Code accompanying the paper:
Modeling Direct Waves in Binary Black Hole Ringdowns Richard Dyer, Adrian Ka-Wai Chung, and Christopher J. Moore arXiv:2606.25021
@article{Dyer:2026:DirectWaves,
author = {Dyer, Richard and Chung, Adrian Ka-Wai and Moore, Christopher J.},
title = {Modeling Direct Waves in Binary Black Hole Ringdowns},
year = {2026},
eprint = {2606.25021},
archivePrefix = {arXiv},
primaryClass = {gr-qc},
doi = {10.48550/arXiv.2606.25021},
}This repository contains the code for identifying and characterising direct wave (DW) contributions in the gravitational wave ringdown signal from binary black hole mergers in numerical relativity simulations.
bgp_qnm_fits(v2.0)qnmfits
Waveforms must be downloaded separately from the SXS catalog. We use the Cauchy-characteristic extracted (CCE) simulations 0001-0013, Bondi news, Lev 5 resolution. The scripts expect bgp_qnm_fits to handle loading via bgp.SXS_CCE(sxs_id, type="news", lev="Lev5", radius="R2"). See https://arxiv.org/pdf/2510.11783 for more details on processing the waveforms.

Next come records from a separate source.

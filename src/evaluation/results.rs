//! Aggregated outcomes of an evaluation batch.

use serde::{Deserialize, Serialize};

use crate::core::PlayerId;
use crate::events::{EliminationReason, Event, GameLog, RosterEntry};

use super::report::format_table;

/// Tallies for one seat across a batch.
#[derive(Clone, Debug, PartialEq, Eq, Serialize, Deserialize)]
pub struct PlayerRecord {
    pub id: PlayerId,
    pub name: String,
    /// Games won.
    pub wins: u32,
    /// Move count of each won game, in play order.
    pub winning_moves: Vec<u32>,
    /// Eliminations, indexed by [`EliminationReason::index`].
    pub losses: [u32; 4],
}

impl PlayerRecord {
    #[must_use]
    pub fn new(id: PlayerId, name: impl Into<String>) -> Self {
        Self {
            id,
            name: name.into(),
            wins: 0,
            winning_moves: Vec::new(),
            losses: [0; 4],
        }
    }

    #[must_use]
    pub fn losses_for(&self, reason: EliminationReason) -> u32 {
        self.losses[reason.index()]
    }

    #[must_use]
    pub fn total_losses(&self) -> u32 {
        self.losses.iter().sum()
    }

    /// Mean move count of won games (0 without wins).
    #[must_use]
    pub fn average_winning_move(&self) -> f64 {
        if self.winning_moves.is_empty() {
            0.0
        } else {
            let total: u64 = self.winning_moves.iter().map(|&m| u64::from(m)).sum();
            total as f64 / self.winning_moves.len() as f64
        }
    }

    /// Share of this player's losses with the given reason (0 without losses).
    #[must_use]
    pub fn loss_frequency(&self, reason: EliminationReason) -> f64 {
        let total = self.total_losses();
        if total == 0 {
            0.0
        } else {
            f64::from(self.losses_for(reason)) / f64::from(total)
        }
    }
}

/// Results of an evaluation batch.
///
/// Every derived ratio is defined as 0 when its denominator is 0.
#[derive(Clone, Debug, Default, PartialEq, Eq, Serialize, Deserialize)]
pub struct EvaluationResults {
    players: Vec<PlayerRecord>,
    repetitions: u32,
    aborted: u32,
}

impl EvaluationResults {
    /// Empty results for the given roster.
    #[must_use]
    pub fn new(roster: &[RosterEntry]) -> Self {
        Self {
            players: roster
                .iter()
                .map(|entry| PlayerRecord::new(entry.id, entry.name.clone()))
                .collect(),
            repetitions: 0,
            aborted: 0,
        }
    }

    /// Fold one finished (or aborted) game into the tallies.
    pub fn record(&mut self, log: &GameLog, move_count: u32) {
        self.repetitions += 1;

        for event in log.events() {
            if let Event::Eliminated { player, reason } = event {
                if let Some(record) = self.record_mut(*player) {
                    record.losses[reason.index()] += 1;
                }
            }
        }

        match log.winner() {
            Some(winner) => {
                if let Some(record) = self.record_mut(winner) {
                    record.wins += 1;
                    record.winning_moves.push(move_count);
                }
            }
            None => self.aborted += 1,
        }
    }

    fn record_mut(&mut self, id: PlayerId) -> Option<&mut PlayerRecord> {
        self.players.iter_mut().find(|record| record.id == id)
    }

    /// Per-player records in roster order.
    #[must_use]
    pub fn players(&self) -> &[PlayerRecord] {
        &self.players
    }

    #[must_use]
    pub fn player(&self, id: PlayerId) -> Option<&PlayerRecord> {
        self.players.iter().find(|record| record.id == id)
    }

    /// Games played, aborted ones included.
    #[must_use]
    pub fn repetitions(&self) -> u32 {
        self.repetitions
    }

    /// Games that ended without a winner.
    #[must_use]
    pub fn aborted(&self) -> u32 {
        self.aborted
    }

    #[must_use]
    pub fn total_wins(&self) -> u32 {
        self.players.iter().map(|record| record.wins).sum()
    }

    /// Wins of `id` divided by games played.
    #[must_use]
    pub fn win_rate(&self, id: PlayerId) -> f64 {
        match self.player(id) {
            Some(record) if self.repetitions > 0 => f64::from(record.wins) / f64::from(self.repetitions),
            _ => 0.0,
        }
    }

    #[must_use]
    pub fn average_winning_move(&self, id: PlayerId) -> f64 {
        self.player(id).map_or(0.0, PlayerRecord::average_winning_move)
    }

    #[must_use]
    pub fn loss_frequency(&self, id: PlayerId, reason: EliminationReason) -> f64 {
        self.player(id).map_or(0.0, |record| record.loss_frequency(reason))
    }

    /// Human-readable table, one row per player.
    ///
    /// Rows are sorted by descending win rate when `sort_by_win_rate` is set,
    /// otherwise kept in roster order.
    #[must_use]
    pub fn summary(&self, sort_by_win_rate: bool) -> String {
        let mut order: Vec<&PlayerRecord> = self.players.iter().collect();
        if sort_by_win_rate {
            // Stable, so ties stay in roster order.
            order.sort_by(|a, b| b.wins.cmp(&a.wins));
        }

        let mut header = vec![
            "Player".to_string(),
            "Wins".to_string(),
            "Win rate".to_string(),
            "Avg. winning move".to_string(),
        ];
        header.extend(EliminationReason::ALL.iter().map(|reason| format!("% {}", reason.label())));

        let mut rows = vec![header];
        for record in order {
            let mut row = vec![
                format!("{} ({})", record.name, record.id.raw()),
                record.wins.to_string(),
                format!("{:.1}%", self.win_rate(record.id) * 100.0),
                format!("{:.1}", record.average_winning_move()),
            ];
            row.extend(
                EliminationReason::ALL
                    .iter()
                    .map(|&reason| format!("{:.1}%", record.loss_frequency(reason) * 100.0)),
            );
            rows.push(row);
        }

        let mut table = format_table(&rows, 2);
        if self.aborted > 0 {
            table.push_str(&format!("{} of {} games were aborted\n", self.aborted, self.repetitions));
        }
        table
    }
}
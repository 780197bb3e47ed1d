//! Game configuration.
//!
//! A `GameConfig` controls the parts of a game that are not strategy
//! decisions: where randomness comes from, whether seat order is shuffled,
//! and an optional safety cap on the number of moves.

use serde::{Deserialize, Serialize};

/// Configuration for a single game.
///
/// ## Example
///
/// ```
/// use maexchen::core::GameConfig;
///
/// let config = GameConfig::new()
///     .with_seed(1234)
///     .without_shuffle()
///     .with_max_moves(500);
///
/// assert_eq!(config.seed, Some(1234));
/// assert!(!config.shuffle_players);
/// ```
#[derive(Clone, Debug, PartialEq, Eq, Serialize, Deserialize)]
pub struct GameConfig {
    /// RNG seed. `None` draws one from OS entropy (the game still reports it).
    pub seed: Option<u64>,

    /// Shuffle the seat order once during `init()`.
    pub shuffle_players: bool,

    /// Abort the game after this many moves. `None` for no cap.
    ///
    /// Claims strictly increase between eliminations, so a game always ends;
    /// the cap only guards against misbehaving custom strategies.
    pub max_moves: Option<u32>,
}

impl Default for GameConfig {
    fn default() -> Self {
        Self {
            seed: None,
            shuffle_players: true,
            max_moves: None,
        }
    }
}

impl GameConfig {
    /// Create a new game config with default settings.
    pub fn new() -> Self {
        Self::default()
    }

    /// Set a fixed seed.
    #[must_use]
    pub fn with_seed(mut self, seed: u64) -> Self {
        self.seed = Some(seed);
        self
    }

    /// Keep the seat order as given.
    #[must_use]
    pub fn without_shuffle(mut self) -> Self {
        self.shuffle_players = false;
        self
    }

    /// Set whether to shuffle the seat order.
    #[must_use]
    pub fn with_shuffle(mut self, shuffle: bool) -> Self {
        self.shuffle_players = shuffle;
        self
    }

    /// Abort after `max` moves.
    #[must_use]
    pub fn with_max_moves(mut self, max: u32) -> Self {
        self.max_moves = Some(max);
        self
    }
}

#[cfg(test)]
mod tests {
    use super::*;

    #[test]
    fn test_defaults() {
        let config = GameConfig::default();
        assert_eq!(config.seed, None);
        assert!(config.shuffle_players);
        assert_eq!(config.max_moves, None);
    }

    #[test]
    fn test_builder() {
        let config = GameConfig::new()
            .with_seed(7)
            .with_shuffle(false)
            .with_max_moves(10);

        assert_eq!(config.seed, Some(7));
        assert!(!config.shuffle_players);
        assert_eq!(config.max_moves, Some(10));
    }
}
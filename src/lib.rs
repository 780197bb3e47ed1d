//! # maexchen
//!
//! A simulation engine for the bluffing dice game Mäxchen (also known as
//! Meiern), built to compare automated strategies over many games.
//!
//! ## Design Principles
//!
//! 1. **Reproducible**: Every random decision (dice, seat shuffle, strategy
//!    randomness) draws from one explicitly passed [`GameRng`]. The same
//!    seed and roster give the same [`GameLog`], event for event.
//!
//! 2. **Fair**: Strategies only ever see the claimed value of another
//!    player's throw. The engine redacts the actual value before delivering
//!    an event.
//!
//! 3. **Robust**: A strategy that cannot answer is eliminated with
//!    [`EliminationReason::NoResponse`]; it never crashes the engine.
//!
//! ## Modules
//!
//! - `core`: Throws and their ranking, player ids, RNG, game configuration
//! - `events`: The closed event set and the round-grouped game log
//! - `strategy`: The `Strategy` trait and the built-in heuristics
//! - `rules`: Roster seating and the game state machine
//! - `evaluation`: Batch runner, aggregated results, text reports
//!
//! ## Example
//!
//! ```
//! use maexchen::{Evaluation, EvaluationConfig, Roster};
//! use maexchen::strategy::{AdvancedDummy, Dummy, Tracking};
//!
//! let mut roster = Roster::new();
//! roster.push(Box::new(Dummy::new()));
//! roster.push(Box::new(AdvancedDummy::new()));
//! roster.push(Box::new(Tracking::new()));
//!
//! let config = EvaluationConfig::new().with_repetitions(100).with_seed(2024);
//! let results = Evaluation::new(roster, config).run().unwrap();
//!
//! assert_eq!(results.total_wins(), 100);
//! println!("{}", results.summary(true));
//! ```

pub mod core;
pub mod events;
pub mod strategy;
pub mod rules;
pub mod evaluation;

// Re-export commonly used types
pub use crate::core::{
    prob_eq, prob_ge, prob_lt,
    GameConfig, GameRng, PlayerId,
    Throw, ThrowError, ThrowView, THROW_COUNT, THROW_VALUES,
};

pub use crate::events::{EliminationReason, Event, GameLog, Round, RosterEntry};

pub use crate::strategy::{Decision, Strategy, StrategyError, StrategyRegistry};

pub use crate::rules::{Game, GameError, GameStatus, Roster, Seat};

pub use crate::evaluation::{Evaluation, EvaluationConfig, EvaluationResults, PlayerRecord};
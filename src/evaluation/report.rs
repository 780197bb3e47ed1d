//! Text rendering of results and the append-only run log.

use std::fs::OpenOptions;
use std::io::Write;
use std::path::Path;
use std::time::{SystemTime, UNIX_EPOCH};

/// Format rows as left-aligned columns.
///
/// Each column is as wide as its widest cell plus `spaces`. Trailing
/// padding is trimmed and every row ends with a newline.
///
/// ```
/// use maexchen::evaluation::format_table;
///
/// let rows = vec![
///     vec!["a".to_string(), "bbb".to_string()],
///     vec!["cc".to_string(), "d".to_string()],
/// ];
/// assert_eq!(format_table(&rows, 2), "a   bbb\ncc  d\n");
/// ```
#[must_use]
pub fn format_table(rows: &[Vec<String>], spaces: usize) -> String {
    let columns = rows.iter().map(Vec::len).max().unwrap_or(0);
    let widths: Vec<usize> = (0..columns)
        .map(|col| {
            rows.iter()
                .filter_map(|row| row.get(col))
                .map(|cell| cell.chars().count())
                .max()
                .unwrap_or(0)
                + spaces
        })
        .collect();

    let mut out = String::new();
    for row in rows {
        let mut line = String::new();
        for (cell, width) in row.iter().zip(&widths) {
            line.push_str(&format!("{:<width$}", cell, width = *width));
        }
        out.push_str(line.trim_end());
        out.push('\n');
    }
    out
}

/// Render one run-log block.
///
/// `roster_names` lists the strategy name of every seat; equal names are
/// grouped as `- Name x count` in order of first appearance.
#[must_use]
pub fn run_log_block(started_at: SystemTime, roster_names: &[String], repetitions: u32, summary: &str) -> String {
    let mut counted: Vec<(&str, usize)> = Vec::new();
    for name in roster_names {
        match counted.iter_mut().find(|(n, _)| *n == name.as_str()) {
            Some(entry) => entry.1 += 1,
            None => counted.push((name.as_str(), 1)),
        }
    }

    let timestamp = started_at
        .duration_since(UNIX_EPOCH)
        .map(|d| d.as_secs())
        .unwrap_or(0);

    let mut block = format!("\n\n{} Simulation started.\n", timestamp);
    block.push_str(&format!("repetitions = {}\nplayers:\n", repetitions));
    for (name, count) in counted {
        block.push_str(&format!(" - {} x {}\n", name, count));
    }
    block.push_str("results:\n");
    block.push_str(summary);
    block
}

/// Append a run-log block to `path`, creating the file if needed.
///
/// The parent directory must already exist.
pub fn append_run_log(
    path: &Path,
    started_at: SystemTime,
    roster_names: &[String],
    repetitions: u32,
    summary: &str,
) -> std::io::Result<()> {
    let block = run_log_block(started_at, roster_names, repetitions, summary);
    let mut file = OpenOptions::new().create(true).append(true).open(path)?;
    file.write_all(block.as_bytes())?;
    log::info!("Appended run log to {}", path.display());
    Ok(())
}

/// Whether the directory that would hold `path` exists.
#[must_use]
pub fn parent_dir_exists(path: &Path) -> bool {
    match path.parent() {
        Some(dir) if !dir.as_os_str().is_empty() => dir.is_dir(),
        _ => true,
    }
}

#[cfg(test)]
mod tests {
    use super::*;
    use std::time::Duration;

    fn names(list: &[&str]) -> Vec<String> {
        list.iter().map(|s| s.to_string()).collect()
    }

    #[test]
    fn test_format_table_pads_columns() {
        let rows = vec![
            names(&["Player", "Wins"]),
            names(&["ShowOff (12)", "7"]),
        ];
        assert_eq!(format_table(&rows, 2), "Player        Wins\nShowOff (12)  7\n");
    }

    #[test]
    fn test_format_table_empty() {
        assert_eq!(format_table(&[], 2), "");
    }

    #[test]
    fn test_run_log_block() {
        let started = UNIX_EPOCH + Duration::from_secs(1_700_000_000);
        let block = run_log_block(started, &names(&["Dummy", "Threshold", "Dummy"]), 50, "table\n");
        assert_eq!(
            block,
            "\n\n1700000000 Simulation started.\nrepetitions = 50\nplayers:\n - Dummy x 2\n - Threshold x 1\nresults:\ntable\n"
        );
    }

    #[test]
    fn test_append_run_log() {
        let nanos = SystemTime::now().duration_since(UNIX_EPOCH).unwrap().as_nanos();
        let path = std::env::temp_dir().join(format!("maexchen-runlog-{}-{}.txt", std::process::id(), nanos));

        append_run_log(&path, UNIX_EPOCH, &names(&["Dummy"]), 1, "first\n").unwrap();
        append_run_log(&path, UNIX_EPOCH, &names(&["Dummy"]), 2, "second\n").unwrap();

        let contents = std::fs::read_to_string(&path).unwrap();
        std::fs::remove_file(&path).unwrap();
        assert!(contents.contains("first\n"));
        assert!(contents.ends_with("second\n"));
        assert_eq!(contents.matches("Simulation started.").count(), 2);
    }

    #[test]
    fn test_parent_dir_exists() {
        assert!(parent_dir_exists(Path::new("log.txt")));
        assert!(parent_dir_exists(&std::env::temp_dir().join("log.txt")));
        assert!(!parent_dir_exists(Path::new("/definitely/not/here/log.txt")));
    }
}
//! Events and the game log.
//!
//! Events are an immutable, closed set of records. The log appends them
//! into per-move rounds and answers whether the game has concluded.

pub mod event;
pub mod log;

pub use event::{EliminationReason, Event};
pub use log::{GameLog, Round, RosterEntry};
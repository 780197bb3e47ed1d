//! Batch evaluation of strategies.
//!
//! An [`Evaluation`] plays many games with one roster and folds every game
//! log into [`EvaluationResults`]: wins, the move at which each win
//! happened, and eliminations per reason. [`report`] renders the results as
//! a table and appends run logs to disk.

pub mod report;
pub mod results;
pub mod runner;

pub use report::{append_run_log, format_table, parent_dir_exists, run_log_block};
pub use results::{EvaluationResults, PlayerRecord};
pub use runner::{Evaluation, EvaluationConfig};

Generated intermediate data (mode content JSON files) are included in mode_content_files/. MCMC posterior samples are not tracked by git and must be regenerated with 3_free_frequency.py. For 10,000 steps this takes ~40 minutes.
The main paper focuses on simulation 0004. The mode content for the other simulations can be found in diagnostic_figs/mode_content/.
This project is licensed under the terms of the MIT License. See LICENSE for details.